[Opening Records for the exercise section]

//! Handler errors

use crate::auth::AuthError;
use crate::server::views::ViewError;
use crate::storage::StorageError;
use axum::{
    http::StatusCode,
    response::{Html, IntoResponse, Response},
};
use thiserror::Error;
use tracing::error;

#[derive(Debug, Error)]
pub enum AppError {
    #[error(transparent)]
    Storage(#[from] StorageError),

    #[error(transparent)]
    View(#[from] ViewError),

    #[error(transparent)]
    Auth(#[from] AuthError),
}

impl AppError {
    pub fn status(&self) -> StatusCode {
        match self {
            AppError::Storage(StorageError::NotFound(_)) => StatusCode::NOT_FOUND,
            _ => StatusCode::INTERNAL_SERVER_ERROR,
        }
    }

    fn message(&self) -> &'static str {
        match self {
            AppError::Storage(StorageError::NotFound(_)) => "That item could not be found.",
            _ => "Something went wrong. Please try again.",
        }
    }
}

/// Error page that does not depend on templates rendering
fn error_page(status: StatusCode, message: &str) -> String {
    format!(
        "<!doctype html><html lang=\"en\"><head><meta charset=\"utf-8\"><title>{} · Kharcha</title></head>\
         <body><main><h1>{}</h1><p>{}</p><a href=\"/\">Back home</a></main></body></html>",
        status.canonical_reason().unwrap_or("Error"),
        status.as_u16(),
        message
    )
}

impl IntoResponse for AppError {
    fn into_response(self) -> Response {
        let status = self.status();
        if status.is_server_error() {
            error!(error = %self, "Request failed");
        }
        (status, Html(error_page(status, self.message()))).into_response()
    }
}
//! Authentication
//!
//! Token types:
//! - `sess-` prefix: Stateful session tokens (ID lookup, revocable on sign-out)
//! - `link-` prefix: Stateless sign-in link tokens (signed, expiring, single use)
//!
//! Sign-in is passwordless: `EmailLinkAuth` mails a link through a `Mailer`
//! and exchanges the verified link for a session.

mod mailer;
mod service;
mod tokens;

pub use mailer::{LogMailer, MailError, Mailer, OutgoingEmail, ResendMailer, RESEND_API_BASE};
pub use service::{
    AuthError, AuthService, EmailLinkAuth, LinkAuthConfig, SignInOutcome, SignInRequest,
    RESEND_PROVIDER,
};
pub use tokens::{LinkToken, SessionToken, TokenError};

[Closing Records for the exercise section]

Exercise description: Write out the listing exactly, keeping every character.

Output below:
//! Handler errors

use crate::auth::AuthError;
use crate::server::views::ViewError;
use crate::storage::StorageError;
use axum::{
    http::StatusCode,
    response::{Html, IntoResponse, Response},
};
use thiserror::Error;
use tracing::error;

#[derive(Debug, Error)]
pub enum AppError {
    #[error(transparent)]
    Storage(#[from] StorageError),

    #[error(transparent)]
    View(#[from] ViewError),

    #[error(transparent)]
    Auth(#[from] AuthError),
}

impl AppError {
    pub fn status(&self) -> StatusCode {
        match self {
            AppError::Storage(StorageError::NotFound(_)) => StatusCode::NOT_FOUND,
            _ => StatusCode::INTERNAL_SERVER_ERROR,
        }
    }

    fn message(&self) -> &'static str {
        match self {
            AppError::Storage(StorageError::NotFound(_)) => "That item could not be found.",
            _ => "Something went wrong. Please try again.",
        }
    }
}

/// Error page that does not depend on templates rendering
fn error_page(status: StatusCode, message: &str) -> String {
    format!(
        "<!doctype html><html lang=\"en\"><head><meta charset=\"utf-8\"><title>{} · Kharcha</title></head>\
         <body><main><h1>{}</h1><p>{}</p><a href=\"/\">Back home</a></main></body></html>",
        status.canonical_reason().unwrap_or("Error"),
        status.as_u16(),
        message
    )
}

impl IntoResponse for AppError {
    fn into_response(self) -> Response {
        let status = self.status();
        if status.is_server_error() {
            error!(error = %self, "Request failed");
        }
        (status, Html(error_page(status, self.message()))).into_response()
    }
}
//! Authentication
//!
//! Token types:
//! - `sess-` prefix: Stateful session tokens (ID lookup, revocable on sign-out)
//! - `link-` prefix: Stateless sign-in link tokens (signed, expiring, single use)
//!
//! Sign-in is passwordless: `EmailLinkAuth` mails a link through a `Mailer`
//! and exchanges the verified link for a session.

mod mailer;
mod service;
mod tokens;

pub use mailer::{LogMailer, MailError, Mailer, OutgoingEmail, ResendMailer, RESEND_API_BASE};
pub use service::{
    AuthError, AuthService, EmailLinkAuth, LinkAuthConfig, SignInOutcome, SignInRequest,
    RESEND_PROVIDER,
};
pub use tokens::{LinkToken, SessionToken, TokenError};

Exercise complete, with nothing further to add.